The Great Knock called C.S. Lewis the brightest student he ever taught, says Lewis scholar, James Como. And, all of Lewis' study paid off as he was accepted to University College at Oxford University in the spring of 1917.
His time at Oxford was interrupted by World War I and he was commissioned as a second lieutenant in 3rd Battalion, Somerset Light Infantry. His roommate during training was Edward Courtnay Francis "Paddy" Moore, and the two men promised to look after each other's families if anything happened to one of them during the war.
Lewis celebrated his 19th birthday on the front lines in the Sommes Valley in France. The following year he was briefly hospitalized with trench fever, then returned to his unit and was wounded at the Battle of Arras. He briefly returned to duty and was discharged in late 1918 and returned to Oxford.
His friend Paddy was not so fortunate. Moore was killed in battle and buried in the field just south of Peronne, France in 1918.
"It coarsened him. It hardened him. He saw blood and gore around him. I think it reaffirmed his atheism in his own mind," James Como said.

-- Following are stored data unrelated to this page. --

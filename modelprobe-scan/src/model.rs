//! The model-under-test seam.
//!
//! `TextGenerationModel` is the minimal surface a scan needs: batched text
//! generation in input order plus the model's default prompt template.
//! `ScannedModel` layers an immutable prompt-template override over a shared
//! model reference, so a detector can force a passthrough template without
//! mutating (or duplicating) the caller's model.

use crate::dataset::TextDataset;
use crate::error::ScanError;
use async_trait::async_trait;
use modelprobe_core::{CompletionRequest, LlmClient, Message};
use serde::{Deserialize, Serialize};
use std::sync::Arc;
use tracing::debug;

/// A `{text}`-style prompt template applied to each dataset row.
#[derive(Debug, Clone, PartialEq, Eq, Serialize, Deserialize)]
pub struct PromptTemplate {
    template: String,
}

impl PromptTemplate {
    pub fn new(template: impl Into<String>) -> Self {
        Self {
            template: template.into(),
        }
    }

    /// The identity template: the row's text is the whole prompt.
    pub fn passthrough() -> Self {
        Self::new("{text}")
    }

    /// Render the template against a row's text.
    pub fn render(&self, text: &str) -> String {
        self.template.replace("{text}", text)
    }

    pub fn as_str(&self) -> &str {
        &self.template
    }
}

/// Trait for text-generation models under test.
#[async_trait]
pub trait TextGenerationModel: Send + Sync {
    /// Generate one output per prompt, in input order.
    async fn generate(&self, prompts: &[String]) -> Result<Vec<String>, ScanError>;

    /// The template the model normally wraps inputs with.
    fn prompt_template(&self) -> &PromptTemplate;

    /// Model identifier for reports and logs.
    fn name(&self) -> &str;
}

/// A model handle with an optional prompt-template override.
///
/// Cloning the handle is cheap; the underlying model is shared and never
/// mutated. `with_prompt_template` returns a new handle, leaving the
/// original untouched.
#[derive(Clone)]
pub struct ScannedModel {
    base: Arc<dyn TextGenerationModel>,
    prompt_override: Option<PromptTemplate>,
}

impl ScannedModel {
    pub fn new(base: Arc<dyn TextGenerationModel>) -> Self {
        Self {
            base,
            prompt_override: None,
        }
    }

    /// Return a handle that renders rows through `template` instead of the
    /// model's own prompt template.
    pub fn with_prompt_template(&self, template: PromptTemplate) -> Self {
        Self {
            base: Arc::clone(&self.base),
            prompt_override: Some(template),
        }
    }

    /// The template in effect: the override if set, the model's otherwise.
    pub fn effective_template(&self) -> &PromptTemplate {
        self.prompt_override
            .as_ref()
            .unwrap_or_else(|| self.base.prompt_template())
    }

    pub fn name(&self) -> &str {
        self.base.name()
    }

    /// Batched prediction over a dataset: render each row through the
    /// effective template and generate one output per row, in row order.
    pub async fn predict(&self, dataset: &TextDataset) -> Result<Vec<String>, ScanError> {
        let template = self.effective_template();
        let prompts: Vec<String> = dataset.rows().iter().map(|r| template.render(r)).collect();

        debug!(model = self.name(), rows = prompts.len(), "Running batched prediction");

        let outputs = self.base.generate(&prompts).await?;
        if outputs.len() != prompts.len() {
            return Err(ScanError::Model {
                message: format!(
                    "model returned {} outputs for {} prompts",
                    outputs.len(),
                    prompts.len()
                ),
            });
        }
        Ok(outputs)
    }
}

/// Adapter exposing any `LlmClient` as a `TextGenerationModel`.
///
/// Prompts are completed one at a time, in order, so the row-to-output
/// correspondence is preserved by construction.
pub struct LlmTextModel {
    client: Arc<dyn LlmClient>,
    template: PromptTemplate,
}

impl LlmTextModel {
    pub fn new(client: Arc<dyn LlmClient>) -> Self {
        Self {
            client,
            template: PromptTemplate::passthrough(),
        }
    }

    pub fn with_template(client: Arc<dyn LlmClient>, template: PromptTemplate) -> Self {
        Self { client, template }
    }
}

#[async_trait]
impl TextGenerationModel for LlmTextModel {
    async fn generate(&self, prompts: &[String]) -> Result<Vec<String>, ScanError> {
        let mut outputs = Vec::with_capacity(prompts.len());
        for prompt in prompts {
            let request = CompletionRequest {
                messages: vec![Message::user(prompt.clone())],
                ..Default::default()
            };
            let response = self.client.complete(request).await?;
            outputs.push(response.content);
        }
        Ok(outputs)
    }

    fn prompt_template(&self) -> &PromptTemplate {
        &self.template
    }

    fn name(&self) -> &str {
        self.client.model_name()
    }
}
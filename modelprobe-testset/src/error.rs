//! Error types for test-set generation.

use modelprobe_core::LlmError;

/// Top-level error type for question generation.
#[derive(Debug, thiserror::Error)]
pub enum TestsetError {
    #[error("LLM error: {0}")]
    Llm(#[from] LlmError),

    /// The completion did not parse as the expected structured object.
    /// No fallback text is synthesized; the caller sees the failure.
    #[error("Malformed completion: expected JSON object with keys {expected}: {message}")]
    MalformedCompletion {
        expected: &'static str,
        message: String,
    },

    #[error("Invalid input: {message}")]
    InvalidInput { message: String },
}
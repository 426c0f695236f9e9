//! Integration tests for the minority bias detector: full runs over a
//! deterministic model double and a static classifier.

use async_trait::async_trait;
use modelprobe_scan::{
    Detector, MinorityBiasConfig, MinorityBiasDetector, PromptTemplate, ScanError, ScannedModel,
    StaticToxicityClassifier, TextDataset, TextGenerationModel,
};
use std::path::PathBuf;
use std::sync::{Arc, Mutex};

/// Model double that echoes each prompt back, prefixed, and records the
/// prompts it received.
struct EchoModel {
    template: PromptTemplate,
    received: Mutex<Vec<String>>,
}

impl EchoModel {
    fn new() -> Self {
        Self {
            // A deliberately non-passthrough default, so tests can verify
            // the detector overrides it.
            template: PromptTemplate::new("Answer politely: {text}"),
            received: Mutex::new(Vec::new()),
        }
    }
}

#[async_trait]
impl TextGenerationModel for EchoModel {
    async fn generate(&self, prompts: &[String]) -> Result<Vec<String>, ScanError> {
        self.received.lock().unwrap().extend(prompts.iter().cloned());
        Ok(prompts.iter().map(|p| format!("echo: {p}")).collect())
    }

    fn prompt_template(&self) -> &PromptTemplate {
        &self.template
    }

    fn name(&self) -> &str {
        "echo-model"
    }
}

fn write_templates(dir: &tempfile::TempDir, lines: &str) -> PathBuf {
    let path = dir.path().join("templates.txt");
    std::fs::write(&path, lines).unwrap();
    path
}

fn detector_with(
    templates: &str,
    minorities: &[&str],
    scores: Vec<f64>,
    dir: &tempfile::TempDir,
) -> (MinorityBiasDetector, Arc<EchoModel>) {
    let config = MinorityBiasConfig {
        threshold: 0.1,
        minority_list: minorities.iter().map(|s| s.to_string()).collect(),
        template_path: Some(write_templates(dir, templates)),
    };
    let detector = MinorityBiasDetector::from_config(
        config,
        Arc::new(StaticToxicityClassifier::new(scores)),
    )
    .unwrap();
    (detector, Arc::new(EchoModel::new()))
}

#[tokio::test]
async fn group_mean_flags_issue_with_only_high_rows() {
    let dir = tempfile::tempdir().unwrap();
    // Two templates x two minorities -> prompt order t1A, t1B, t2A, t2B.
    // Group A scores [0.2, 0.05] (mean 0.125), group B [0.05, 0.05] (mean 0.05).
    let (detector, model) = detector_with(
        "Tell me about [minority] people\nDescribe a [minority] person\n",
        &["A", "B"],
        vec![0.2, 0.05, 0.05, 0.05],
        &dir,
    );

    let issues = detector
        .run(&ScannedModel::new(model), &TextDataset::default())
        .await
        .unwrap();

    assert_eq!(issues.len(), 1);
    let issue = &issues[0];
    assert_eq!(issue.group, "Minority Bias");
    assert_eq!(issue.level.to_string(), "major");

    // Only the 0.2 row is reported: the second group-A row scored 0.05 and
    // sits below the threshold even though its group was flagged.
    let examples = issue.examples(10);
    assert_eq!(examples.len(), 1);
    assert_eq!(examples[0].minority, "A");
    assert_eq!(examples[0].identity_attack_score, 0.2);
    assert_eq!(examples[0].prompt, "Tell me about A people");
    assert!(examples[0].output.starts_with("echo:"));

    // The headline metric is the overall mean across all four rows.
    let expected = (0.2 + 0.05 + 0.05 + 0.05) / 4.0;
    assert!((issue.metric - expected).abs() < 1e-12);
}

#[tokio::test]
async fn no_group_above_threshold_yields_no_issues() {
    let dir = tempfile::tempdir().unwrap();
    let (detector, model) = detector_with(
        "Tell me about [minority] people\n",
        &["A", "B"],
        vec![0.05, 0.08],
        &dir,
    );

    let issues = detector
        .run(&ScannedModel::new(model), &TextDataset::default())
        .await
        .unwrap();
    assert!(issues.is_empty());
}

#[tokio::test]
async fn detector_forces_passthrough_template() {
    let dir = tempfile::tempdir().unwrap();
    let (detector, model) = detector_with(
        "Probe [minority]\n",
        &["A"],
        vec![0.0],
        &dir,
    );

    detector
        .run(&ScannedModel::new(model.clone()), &TextDataset::default())
        .await
        .unwrap();

    // The model saw the expanded prompt verbatim, not wrapped in its own
    // "Answer politely" template.
    let received = model.received.lock().unwrap().clone();
    assert_eq!(received, vec!["Probe A"]);
}

#[tokio::test]
async fn prompt_count_is_cross_product_of_templates_and_minorities() {
    let dir = tempfile::tempdir().unwrap();
    let (detector, model) = detector_with(
        "t1 [minority]\nt2 [minority]\nt3 [minority]\n",
        &["A", "B"],
        vec![0.0; 6],
        &dir,
    );

    detector
        .run(&ScannedModel::new(model.clone()), &TextDataset::default())
        .await
        .unwrap();

    let received = model.received.lock().unwrap().clone();
    assert_eq!(received.len(), 6);
    assert_eq!(
        received,
        vec!["t1 A", "t1 B", "t2 A", "t2 B", "t3 A", "t3 B"]
    );
}

#[tokio::test]
async fn empty_minority_list_is_a_noop() {
    let dir = tempfile::tempdir().unwrap();
    let (detector, model) = detector_with("t [minority]\n", &[], vec![], &dir);

    let issues = detector
        .run(&ScannedModel::new(model.clone()), &TextDataset::default())
        .await
        .unwrap();

    assert!(issues.is_empty());
    assert!(model.received.lock().unwrap().is_empty(), "no prompts sent");
}

#[tokio::test]
async fn empty_template_file_is_a_noop() {
    let dir = tempfile::tempdir().unwrap();
    let (detector, model) = detector_with("\n\n", &["A", "B"], vec![], &dir);

    let issues = detector
        .run(&ScannedModel::new(model), &TextDataset::default())
        .await
        .unwrap();
    assert!(issues.is_empty());
}

#[tokio::test]
async fn dataset_argument_does_not_influence_prompts() {
    let dir = tempfile::tempdir().unwrap();
    let (detector, model) = detector_with("t [minority]\n", &["A"], vec![0.0], &dir);

    let dataset = TextDataset::from_texts(vec![
        "should not be probed".to_string(),
        "also ignored".to_string(),
    ]);
    detector
        .run(&ScannedModel::new(model.clone()), &dataset)
        .await
        .unwrap();

    let received = model.received.lock().unwrap().clone();
    assert_eq!(received, vec!["t A"], "prompts come from templates only");
}

#[tokio::test]
async fn examples_are_sorted_descending_and_stable() {
    let dir = tempfile::tempdir().unwrap();
    // Four templates, one minority; scores unsorted with a tie.
    let (detector, model) = detector_with(
        "t1 [minority]\nt2 [minority]\nt3 [minority]\nt4 [minority]\n",
        &["A"],
        vec![0.3, 0.9, 0.3, 0.5],
        &dir,
    );

    let issues = detector
        .run(&ScannedModel::new(model), &TextDataset::default())
        .await
        .unwrap();

    let examples = issues[0].examples(10);
    let scores: Vec<f64> = examples.iter().map(|e| e.identity_attack_score).collect();
    assert_eq!(scores, vec![0.9, 0.5, 0.3, 0.3]);
    // The tie keeps input order: t1's row before t3's.
    assert_eq!(examples[2].prompt, "t1 A");
    assert_eq!(examples[3].prompt, "t3 A");
}

#[tokio::test]
async fn classifier_failure_aborts_run_with_no_partial_issues() {
    let dir = tempfile::tempdir().unwrap();
    // One score for two prompts: the static classifier errors out.
    let (detector, model) = detector_with(
        "t1 [minority]\nt2 [minority]\n",
        &["A"],
        vec![0.9],
        &dir,
    );

    let result = detector
        .run(&ScannedModel::new(model), &TextDataset::default())
        .await;
    assert!(matches!(result, Err(ScanError::Classifier { .. })));
}
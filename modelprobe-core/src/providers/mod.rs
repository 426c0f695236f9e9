//! LLM client implementations.
//!
//! Provides the OpenAI-compatible HTTP client (OpenAI, Azure, Ollama, vLLM,
//! LM Studio and anything else that speaks the chat completions API) and the
//! retry helper used around transient transport failures.
//!
//! Use `create_client()` to instantiate a client from configuration.

pub mod openai_compat;

use crate::client::LlmClient;
use crate::config::{LlmConfig, RetryConfig};
use crate::error::LlmError;
use std::future::Future;
use std::sync::Arc;
use std::time::Duration;

pub use openai_compat::OpenAiCompatClient;

/// Execute an async operation with exponential backoff retry on transient errors.
///
/// Retries on `LlmError::RateLimited` (respects `retry_after_secs`),
/// `LlmError::Connection`, and `LlmError::Timeout`. Permanent errors
/// (auth, parse) return immediately. With the default `max_retries = 0`
/// the operation runs exactly once and every error propagates unchanged.
pub async fn with_retry<F, Fut, T>(config: &RetryConfig, operation: F) -> Result<T, LlmError>
where
    F: Fn() -> Fut,
    Fut: Future<Output = Result<T, LlmError>>,
{
    let mut last_err = None;
    for attempt in 0..=config.max_retries {
        match operation().await {
            Ok(val) => return Ok(val),
            Err(e) => {
                if !is_retryable(&e) || attempt == config.max_retries {
                    return Err(e);
                }

                let backoff_ms = compute_backoff(config, attempt, &e);
                tracing::warn!(
                    attempt = attempt + 1,
                    max = config.max_retries,
                    backoff_ms = backoff_ms,
                    error = %e,
                    "Retrying after transient error"
                );
                tokio::time::sleep(Duration::from_millis(backoff_ms)).await;
                last_err = Some(e);
            }
        }
    }
    Err(last_err.unwrap_or_else(|| LlmError::Connection {
        message: "All retry attempts exhausted".to_string(),
    }))
}

/// Check if an error is retryable (transient).
fn is_retryable(err: &LlmError) -> bool {
    matches!(
        err,
        LlmError::RateLimited { .. } | LlmError::Connection { .. } | LlmError::Timeout { .. }
    )
}

/// Compute backoff delay, respecting rate limit retry-after headers.
fn compute_backoff(config: &RetryConfig, attempt: u32, err: &LlmError) -> u64 {
    if let LlmError::RateLimited { retry_after_secs } = err {
        let server_ms = retry_after_secs * 1000;
        let computed = compute_exponential_backoff(config, attempt);
        return server_ms.max(computed);
    }
    compute_exponential_backoff(config, attempt)
}

/// Pure exponential backoff with optional jitter.
fn compute_exponential_backoff(config: &RetryConfig, attempt: u32) -> u64 {
    let base = config.initial_backoff_ms as f64 * config.backoff_multiplier.powi(attempt as i32);
    let capped = base.min(config.max_backoff_ms as f64) as u64;
    if config.jitter {
        // Up to 25% jitter
        let jitter = (capped as f64 * 0.25 * rand_simple()) as u64;
        capped + jitter
    } else {
        capped
    }
}

/// Simple deterministic pseudo-random for jitter (avoids pulling in rand crate).
fn rand_simple() -> f64 {
    use std::time::SystemTime;
    let nanos = SystemTime::now()
        .duration_since(SystemTime::UNIX_EPOCH)
        .unwrap_or_default()
        .subsec_nanos();
    (nanos % 1000) as f64 / 1000.0
}

/// Create an LLM client based on the configuration.
///
/// Every configured provider speaks the OpenAI chat completions format here;
/// `base_url` selects the actual endpoint (hosted OpenAI by default, Azure,
/// Ollama, vLLM, LM Studio and friends via override).
pub fn create_client(config: &LlmConfig) -> Result<Arc<dyn LlmClient>, LlmError> {
    Ok(Arc::new(OpenAiCompatClient::new(config)?))
}

#[cfg(test)]
mod tests {
    use super::*;
    use std::sync::atomic::{AtomicU32, Ordering};

    fn fast_retry(max_retries: u32) -> RetryConfig {
        RetryConfig {
            max_retries,
            initial_backoff_ms: 1,
            max_backoff_ms: 5,
            backoff_multiplier: 2.0,
            jitter: false,
        }
    }

    #[tokio::test]
    async fn test_zero_retries_propagates_first_error() {
        let calls = AtomicU32::new(0);
        let result: Result<(), _> = with_retry(&fast_retry(0), || {
            calls.fetch_add(1, Ordering::SeqCst);
            async {
                Err(LlmError::Connection {
                    message: "refused".to_string(),
                })
            }
        })
        .await;

        assert!(matches!(result, Err(LlmError::Connection { .. })));
        assert_eq!(calls.load(Ordering::SeqCst), 1);
    }

    #[tokio::test]
    async fn test_retries_transient_then_succeeds() {
        let calls = AtomicU32::new(0);
        let result = with_retry(&fast_retry(3), || {
            let n = calls.fetch_add(1, Ordering::SeqCst);
            async move {
                if n < 2 {
                    Err(LlmError::Timeout { timeout_secs: 1 })
                } else {
                    Ok(42)
                }
            }
        })
        .await;

        assert_eq!(result.unwrap(), 42);
        assert_eq!(calls.load(Ordering::SeqCst), 3);
    }

    #[tokio::test]
    async fn test_permanent_error_not_retried() {
        let calls = AtomicU32::new(0);
        let result: Result<(), _> = with_retry(&fast_retry(5), || {
            calls.fetch_add(1, Ordering::SeqCst);
            async {
                Err(LlmError::AuthFailed {
                    provider: "openai".to_string(),
                })
            }
        })
        .await;

        assert!(matches!(result, Err(LlmError::AuthFailed { .. })));
        assert_eq!(calls.load(Ordering::SeqCst), 1);
    }

    #[test]
    fn test_backoff_respects_retry_after() {
        let config = fast_retry(3);
        let delay = compute_backoff(
            &config,
            0,
            &LlmError::RateLimited {
                retry_after_secs: 2,
            },
        );
        assert!(delay >= 2000);
    }

    #[test]
    fn test_backoff_is_capped() {
        let config = fast_retry(10);
        let delay = compute_exponential_backoff(&config, 9);
        assert!(delay <= config.max_backoff_ms);
    }
}
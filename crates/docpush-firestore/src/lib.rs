//! Firestore REST plumbing for document uploads.
//!
//! This crate provides:
//! - Service account JWT assertions signed with the key file's private key
//! - OAuth2 token exchange for a short-lived bearer token
//! - Encoding of dynamic documents into Firestore's typed wire values
//! - A document-create client with tracing spans and request metrics

pub mod assertion;
pub mod client;
pub mod encoder;
pub mod error;
pub mod metrics;
pub mod token;
pub mod types;


pub use assertion::{AssertionClaims, AssertionSigner, SignedAssertion, DATASTORE_SCOPE};
pub use client::{validate_collection_path, FirestoreClient, FirestoreConfig};
pub use encoder::{encode_document, encode_document_at, encode_value, parse_geo_point};
pub use error::{FirestoreError, FirestoreResult};
pub use token::{acquire_token, AccessToken, TokenExchanger};
pub use types::{Document, GeoPoint, Value};
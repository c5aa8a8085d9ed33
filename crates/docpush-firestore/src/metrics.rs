//! Firestore metrics collection.
//!
//! Provides standardized metrics for monitoring Firestore traffic:
//! - Request counters by operation and status
//! - Latency histograms
//! - Token exchange counters

use metrics::{counter, histogram};

// =============================================================================
// Metric Names
// =============================================================================

/// Metric name constants for consistency.
pub mod names {
    /// Total Firestore requests by operation and status.
    pub const REQUESTS_TOTAL: &str = "firestore_requests_total";

    /// Request latency in seconds by operation.
    pub const LATENCY_SECONDS: &str = "firestore_latency_seconds";

    /// Token endpoint calls by HTTP status.
    pub const TOKEN_EXCHANGES_TOTAL: &str = "firestore_token_exchanges_total";
}

// =============================================================================
// Recording Functions
// =============================================================================

/// Record metrics for a completed Firestore request.
pub fn record_request(operation: &str, status: u16, latency_ms: f64) {
    let status_str = status.to_string();

    counter!(
        names::REQUESTS_TOTAL,
        "operation" => operation.to_string(),
        "status" => status_str
    )
    .increment(1);

    histogram!(
        names::LATENCY_SECONDS,
        "operation" => operation.to_string()
    )
    .record(latency_ms / 1000.0);
}

/// Record a token endpoint response.
pub fn record_token_exchange(status: u16) {
    counter!(
        names::TOKEN_EXCHANGES_TOTAL,
        "status" => status.to_string()
    )
    .increment(1);
}

// =============================================================================
// Tests
// =============================================================================
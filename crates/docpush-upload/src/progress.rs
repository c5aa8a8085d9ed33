//! Upload progress reporting.
//!
//! The reporter is a passive recorder owned by one upload call. It keeps the
//! latest counters, the lifecycle state, and a log capped to the most recent
//! entries (newest first). Every change is also pushed to an optional
//! subscriber channel; sending never blocks and a dropped receiver is ignored.

use std::collections::VecDeque;

use docpush_models::{LogKind, UploadLogEntry, UploadProgress, UploadState};
use tokio::sync::mpsc;
use tracing::{info, warn};

/// Entries kept when no capacity is given.
pub const DEFAULT_LOG_CAPACITY: usize = 100;

/// A change published to subscribers.
#[derive(Debug, Clone)]
pub enum ProgressEvent {
    State(UploadState),
    Progress(UploadProgress),
    Log(UploadLogEntry),
}

/// Counters, state and bounded log for one upload.
#[derive(Debug)]
pub struct ProgressReporter {
    progress: UploadProgress,
    state: UploadState,
    log: VecDeque<UploadLogEntry>,
    capacity: usize,
    events: Option<mpsc::UnboundedSender<ProgressEvent>>,
}

impl Default for ProgressReporter {
    fn default() -> Self {
        Self::new()
    }
}

impl ProgressReporter {
    pub fn new() -> Self {
        Self::with_capacity(DEFAULT_LOG_CAPACITY)
    }

    pub fn with_capacity(capacity: usize) -> Self {
        let capacity = capacity.max(1);
        Self {
            progress: UploadProgress::default(),
            state: UploadState::Idle,
            log: VecDeque::with_capacity(capacity),
            capacity,
            events: None,
        }
    }

    /// Receive every subsequent change. Replaces any earlier subscriber.
    pub fn subscribe(&mut self) -> mpsc::UnboundedReceiver<ProgressEvent> {
        let (tx, rx) = mpsc::unbounded_channel();
        self.events = Some(tx);
        rx
    }

    /// Record a log entry as the newest, evicting the oldest past capacity.
    pub fn emit(&mut self, kind: LogKind, message: impl Into<String>, details: Option<String>) {
        let entry = UploadLogEntry::new(kind, message, details);

        match entry.kind {
            LogKind::Error => warn!(
                details = entry.details.as_deref().unwrap_or(""),
                "{}", entry.message
            ),
            _ => info!(kind = entry.kind.as_str(), "{}", entry.message),
        }

        self.log.push_front(entry.clone());
        self.log.truncate(self.capacity);
        self.publish(ProgressEvent::Log(entry));
    }

    pub fn info(&mut self, message: impl Into<String>) {
        self.emit(LogKind::Info, message, None);
    }

    pub fn success(&mut self, message: impl Into<String>, details: Option<String>) {
        self.emit(LogKind::Success, message, details);
    }

    pub fn error(&mut self, message: impl Into<String>, details: impl Into<String>) {
        self.emit(LogKind::Error, message, Some(details.into()));
    }

    /// Recompute the percentage and publish a new snapshot.
    pub fn update_progress(&mut self, completed: usize, failed: usize, total: usize) {
        debug_assert!(completed + failed <= total, "settled documents exceed total");
        self.progress = UploadProgress::new(completed, failed, total);
        self.publish(ProgressEvent::Progress(self.progress));
    }

    pub fn set_state(&mut self, state: UploadState) {
        self.state = state;
        self.publish(ProgressEvent::State(state));
    }

    pub fn progress(&self) -> UploadProgress {
        self.progress
    }

    pub fn state(&self) -> UploadState {
        self.state
    }

    pub fn capacity(&self) -> usize {
        self.capacity
    }

    /// Log entries, newest first.
    pub fn entries(&self) -> impl Iterator<Item = &UploadLogEntry> {
        self.log.iter()
    }

    pub fn count(&self, kind: LogKind) -> usize {
        self.log.iter().filter(|e| e.kind == kind).count()
    }

    /// Consume the reporter, returning the log newest first.
    pub fn into_log(self) -> Vec<UploadLogEntry> {
        self.log.into()
    }

    fn publish(&self, event: ProgressEvent) {
        if let Some(tx) = &self.events {
            tx.send(event).ok();
        }
    }
}
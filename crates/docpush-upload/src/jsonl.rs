//! JSONL document ingestion.
//!
//! Each non-blank line is parsed on its own. Lines that are not valid JSON
//! objects are collected as errors and left out of the document set.

use std::path::Path;

use docpush_models::{Document, DocumentValue};
use serde::Serialize;

/// A line that could not be turned into a document.
#[derive(Debug, Clone, PartialEq, Eq, Serialize)]
pub struct JsonlLineError {
    /// 1-based line number
    pub line: usize,
    pub message: String,
}

/// Documents parsed from a JSONL source plus the rejected lines.
#[derive(Debug, Clone, Default)]
pub struct JsonlBatch {
    pub documents: Vec<Document>,
    pub errors: Vec<JsonlLineError>,
}

impl JsonlBatch {
    pub fn is_clean(&self) -> bool {
        self.errors.is_empty()
    }
}

/// Parse newline-delimited JSON objects.
pub fn parse_jsonl(input: &str) -> JsonlBatch {
    let mut batch = JsonlBatch::default();

    for (idx, raw) in input.lines().enumerate() {
        let line = raw.trim();
        if line.is_empty() {
            continue;
        }

        let error = |message: String| JsonlLineError {
            line: idx + 1,
            message,
        };

        match serde_json::from_str::<serde_json::Value>(line) {
            Ok(value) => match DocumentValue::document_from_json(value) {
                Some(doc) => batch.documents.push(doc),
                None => batch
                    .errors
                    .push(error("expected a JSON object".to_string())),
            },
            Err(e) => batch.errors.push(error(format!("invalid JSON: {}", e))),
        }
    }

    batch
}

/// Read a JSONL file and parse it.
pub async fn read_jsonl_file(path: impl AsRef<Path>) -> std::io::Result<JsonlBatch> {
    let contents = tokio::fs::read_to_string(path).await?;
    Ok(parse_jsonl(&contents))
}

Lewis was determined to fulfill his part of the bargain he and Paddy had made, and Mrs. Janie King Moore became a surrogate mother to him. It wasn't long before he was living with Moore and her daughter Maureen.
In 1919, Lewis published his first work outside of a school magazine. "Death In Battle," a reflection on Paddy Moore's death, was published in "Reveille" in February.